Find the line with "pub mod traits;" in the data below, then restate it and all remaining lines exactly, adding nothing.
─── Data ───
//! Process-based runtime implementation
//!
//! Each job runs as a direct child process that only sees its assigned
//! device. Stdout and stderr share one append handle on the job log, so the
//! output keeps its order and the runner never sits between the job and its
//! pipes. The failure report carries the last lines of that log.
//! One supervisor task per job owns the child handle and is the only writer
//! of the job's terminal transition.

use async_trait::async_trait;
use chrono::Utc;
use gpusched_core::{ExitInfo, GpuschedError, GpuschedResult, Job, RuntimeConfig, Transition};
use gpusched_store::JobStore;
use std::collections::HashMap;
use std::path::{Path, PathBuf};
use std::process::Stdio;
use std::sync::Arc;
use std::io::SeekFrom;
use tokio::io::{AsyncReadExt, AsyncSeekExt, AsyncWriteExt};
use tokio::process::Command;
use tokio::sync::RwLock;
use tracing::{debug, error, info, warn};
use uuid::Uuid;

use crate::traits::{LaunchHandle, Runtime};

/// Bytes read back from the end of the log for the failure report
const TAIL_WINDOW_BYTES: u64 = 64 * 1024;

/// Process-based runtime configuration
#[derive(Debug, Clone)]
pub struct ProcessRunnerConfig {
    /// Interpreter for scripts; scripts are executed directly when unset
    pub interpreter: Option<PathBuf>,
    /// Number of trailing log lines kept for the failure report
    pub stderr_tail_lines: usize,
}

impl Default for ProcessRunnerConfig {
    fn default() -> Self {
        Self {
            interpreter: None,
            stderr_tail_lines: 20,
        }
    }
}

impl From<&RuntimeConfig> for ProcessRunnerConfig {
    fn from(config: &RuntimeConfig) -> Self {
        Self {
            interpreter: config.interpreter.clone(),
            stderr_tail_lines: config.stderr_tail_lines,
        }
    }
}

/// Process-based runtime for executing jobs
pub struct ProcessRunner {
    config: ProcessRunnerConfig,
    store: Arc<JobStore>,
    /// Live child process ids indexed by job
    active: Arc<RwLock<HashMap<Uuid, Option<u32>>>>,
}

impl ProcessRunner {
    /// Create a new process runner
    pub fn new(config: ProcessRunnerConfig, store: Arc<JobStore>) -> Self {
        Self {
            config,
            store,
            active: Arc::new(RwLock::new(HashMap::new())),
        }
    }

    /// Jobs whose process has not exited yet
    pub async fn active_jobs(&self) -> Vec<Uuid> {
        self.active.read().await.keys().copied().collect()
    }

    /// Build the command to start a job
    fn build_command(&self, job: &Job, gpu_id: u32, stdout: Stdio, stderr: Stdio) -> Command {
        let mut cmd = match &self.config.interpreter {
            Some(interpreter) => {
                let mut cmd = Command::new(interpreter);
                cmd.arg(&job.script_path);
                cmd
            }
            None => Command::new(&job.script_path),
        };

        // Restrict the CUDA runtime of the job to its assigned device
        cmd.env("CUDA_DEVICE_ORDER", "PCI_BUS_ID");
        cmd.env("CUDA_VISIBLE_DEVICES", gpu_id.to_string());
        cmd.env("GPUSCHED_JOB_ID", job.id.to_string());

        cmd.stdin(Stdio::null());
        cmd.stdout(stdout);
        cmd.stderr(stderr);
        cmd.kill_on_drop(true);

        cmd
    }

    async fn check_runnable(&self, job: &Job) -> GpuschedResult<()> {
        let metadata = tokio::fs::metadata(&job.script_path).await.map_err(|e| {
            GpuschedError::Runtime(format!(
                "script artifact {} is not accessible: {}",
                job.script_path.display(),
                e
            ))
        })?;
        if !metadata.is_file() {
            return Err(GpuschedError::Runtime(format!(
                "script artifact {} is not a regular file",
                job.script_path.display()
            )));
        }

        match &self.config.interpreter {
            Some(interpreter) => {
                if resolve_program(interpreter).await.is_none() {
                    return Err(GpuschedError::Runtime(format!(
                        "interpreter {} not found",
                        interpreter.display()
                    )));
                }
            }
            None => {
                #[cfg(unix)]
                {
                    use std::os::unix::fs::PermissionsExt;
                    if metadata.permissions().mode() & 0o111 == 0 {
                        return Err(GpuschedError::Runtime(format!(
                            "script artifact {} is not executable",
                            job.script_path.display()
                        )));
                    }
                }
            }
        }

        Ok(())
    }

    async fn fail_launch(&self, job: &Job, log_path: &Path, reason: String) -> GpuschedError {
        error!(job_id = %job.id, error = %reason, "Failed to spawn job process");

        if let Err(e) = append_line(log_path, &reason).await {
            warn!(job_id = %job.id, error = %e, "Failed to write launch failure to log");
        }
        let transition = Transition::fail(ExitInfo::failure(reason.clone()), Utc::now());
        if let Err(e) = self.store.transition(job.id, transition).await {
            error!(job_id = %job.id, error = %e, "Failed to record launch failure");
        }

        GpuschedError::Runtime(reason)
    }
}

#[async_trait]
impl Runtime for ProcessRunner {
    async fn prepare(&self, job: &Job) -> GpuschedResult<PathBuf> {
        self.check_runnable(job).await?;

        let log_path = self.store.layout().log_path(job.id);
        // Never truncate: a concurrent claimant may already be writing
        tokio::fs::OpenOptions::new()
            .create(true)
            .append(true)
            .open(&log_path)
            .await?;

        Ok(log_path)
    }

    async fn launch(&self, job: &Job) -> GpuschedResult<LaunchHandle> {
        let gpu_id = job.assigned_gpu_id.ok_or_else(|| {
            GpuschedError::Runtime(format!("job {} has no assigned device", job.id))
        })?;
        let log_path = job
            .log_path
            .clone()
            .unwrap_or_else(|| self.store.layout().log_path(job.id));

        info!(
            job_id = %job.id,
            gpu_id = gpu_id,
            script = %job.script_path.display(),
            "Starting job process"
        );

        let (stdout, stderr) = match open_output(&log_path).await {
            Ok(output) => output,
            Err(e) => {
                let reason = format!("failed to open log {}: {}", log_path.display(), e);
                return Err(self.fail_launch(job, &log_path, reason).await);
            }
        };

        let mut child = match self.build_command(job, gpu_id, stdout, stderr).spawn() {
            Ok(child) => child,
            Err(e) => {
                let reason = format!("failed to start process: {}", e);
                return Err(self.fail_launch(job, &log_path, reason).await);
            }
        };

        let pid = child.id();
        self.active.write().await.insert(job.id, pid);
        debug!(job_id = %job.id, pid = ?pid, "Job process spawned");

        let job_id = job.id;
        let store = self.store.clone();
        let active = self.active.clone();
        let tail_lines = self.config.stderr_tail_lines;

        let completion = tokio::spawn(async move {
            let status = child.wait().await;

            let exit_info = match status {
                Ok(status) if status.success() => ExitInfo::exited(status.code(), None),
                Ok(status) => {
                    let tail = match read_tail(&log_path, tail_lines).await {
                        Ok(lines) => (!lines.is_empty()).then(|| lines.join("\n")),
                        Err(e) => {
                            warn!(job_id = %job_id, error = %e, "Failed to read log tail");
                            None
                        }
                    };
                    ExitInfo::exited(status.code(), tail)
                }
                Err(e) => ExitInfo::failure(format!("failed to wait for process: {}", e)),
            };

            active.write().await.remove(&job_id);

            let result = store
                .transition(job_id, Transition::finish(exit_info, Utc::now()))
                .await;
            match &result {
                Ok(job) => info!(
                    job_id = %job_id,
                    status = %job.status,
                    exit_code = ?job.exit_info.as_ref().and_then(|e| e.exit_code),
                    "Job finished"
                ),
                Err(e) => error!(job_id = %job_id, error = %e, "Failed to record job outcome"),
            }
            result
        });

        Ok(LaunchHandle {
            job_id,
            pid,
            completion,
        })
    }

    fn name(&self) -> &'static str {
        "process"
    }
}

/// One append handle on the log for both output streams
async fn open_output(log_path: &Path) -> std::io::Result<(Stdio, Stdio)> {
    let file = tokio::fs::OpenOptions::new()
        .create(true)
        .append(true)
        .open(log_path)
        .await?
        .into_std()
        .await;
    let stderr = file.try_clone()?;
    Ok((Stdio::from(file), Stdio::from(stderr)))
}

/// Last `keep` lines of a log, decoded lossily
async fn read_tail(log_path: &Path, keep: usize) -> std::io::Result<Vec<String>> {
    if keep == 0 {
        return Ok(Vec::new());
    }

    let mut file = tokio::fs::File::open(log_path).await?;
    let len = file.metadata().await?.len();
    let start = len.saturating_sub(TAIL_WINDOW_BYTES);
    file.seek(SeekFrom::Start(start)).await?;
    let mut data = Vec::new();
    file.read_to_end(&mut data).await?;

    let text = String::from_utf8_lossy(&data);
    let mut lines: Vec<&str> = text.lines().collect();
    // The window may open in the middle of a line
    if start > 0 && !lines.is_empty() {
        lines.remove(0);
    }
    let skip = lines.len().saturating_sub(keep);
    Ok(lines[skip..].iter().map(|l| l.to_string()).collect())
}

async fn append_line(path: &Path, line: &str) -> std::io::Result<()> {
    let mut file = tokio::fs::OpenOptions::new()
        .create(true)
        .append(true)
        .open(path)
        .await?;
    file.write_all(line.as_bytes()).await?;
    file.write_all(b"\n").await
}

/// Locate a program the way the OS would when spawning it
async fn resolve_program(program: &Path) -> Option<PathBuf> {
    if program.components().count() > 1 {
        return is_file(program).await.then(|| program.to_path_buf());
    }
    let paths = std::env::var_os("PATH")?;
    for dir in std::env::split_paths(&paths) {
        let candidate = dir.join(program);
        if is_file(&candidate).await {
            return Some(candidate);
        }
    }
    None
}

async fn is_file(path: &Path) -> bool {
    tokio::fs::metadata(path)
        .await
        .map(|m| m.is_file())
        .unwrap_or(false)
}
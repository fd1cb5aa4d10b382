//! Runtime trait definitions

use async_trait::async_trait;
use gpusched_core::{GpuschedResult, Job};
use std::path::PathBuf;
use tokio::task::JoinHandle;
use uuid::Uuid;

/// Handle to a launched job
#[derive(Debug)]
pub struct LaunchHandle {
    pub job_id: Uuid,
    /// OS process id, when the runtime runs processes
    pub pid: Option<u32>,
    /// Resolves to the job in its terminal state
    pub completion: JoinHandle<GpuschedResult<Job>>,
}

/// Runtime trait for executing jobs
#[async_trait]
pub trait Runtime: Send + Sync {
    /// Check that a queued job can be started and create its empty log.
    ///
    /// Returns the log path. Called before the job is claimed, so it must not
    /// change job state.
    async fn prepare(&self, job: &Job) -> GpuschedResult<PathBuf>;

    /// Start a job that was moved to RUNNING.
    ///
    /// Returns as soon as the job is started; the runtime records the
    /// terminal transition when it ends, including when it cannot be started.
    async fn launch(&self, job: &Job) -> GpuschedResult<LaunchHandle>;

    /// Get the runtime name
    fn name(&self) -> &'static str;
}
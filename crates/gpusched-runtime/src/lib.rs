//! gpusched-runtime: Job execution layer
//!
//! This crate launches dispatched jobs and records their outcome:
//! - Process-based runtime bound to the assigned device
//! - Combined stdout/stderr capture into the job log
//! - Terminal transitions written back to the job store

pub mod process;
pub mod traits;

pub use process::{ProcessRunner, ProcessRunnerConfig};
pub use traits::{LaunchHandle, Runtime};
───
* [Task result]
pub mod traits;

pub use process::{ProcessRunner, ProcessRunnerConfig};
pub use traits::{LaunchHandle, Runtime};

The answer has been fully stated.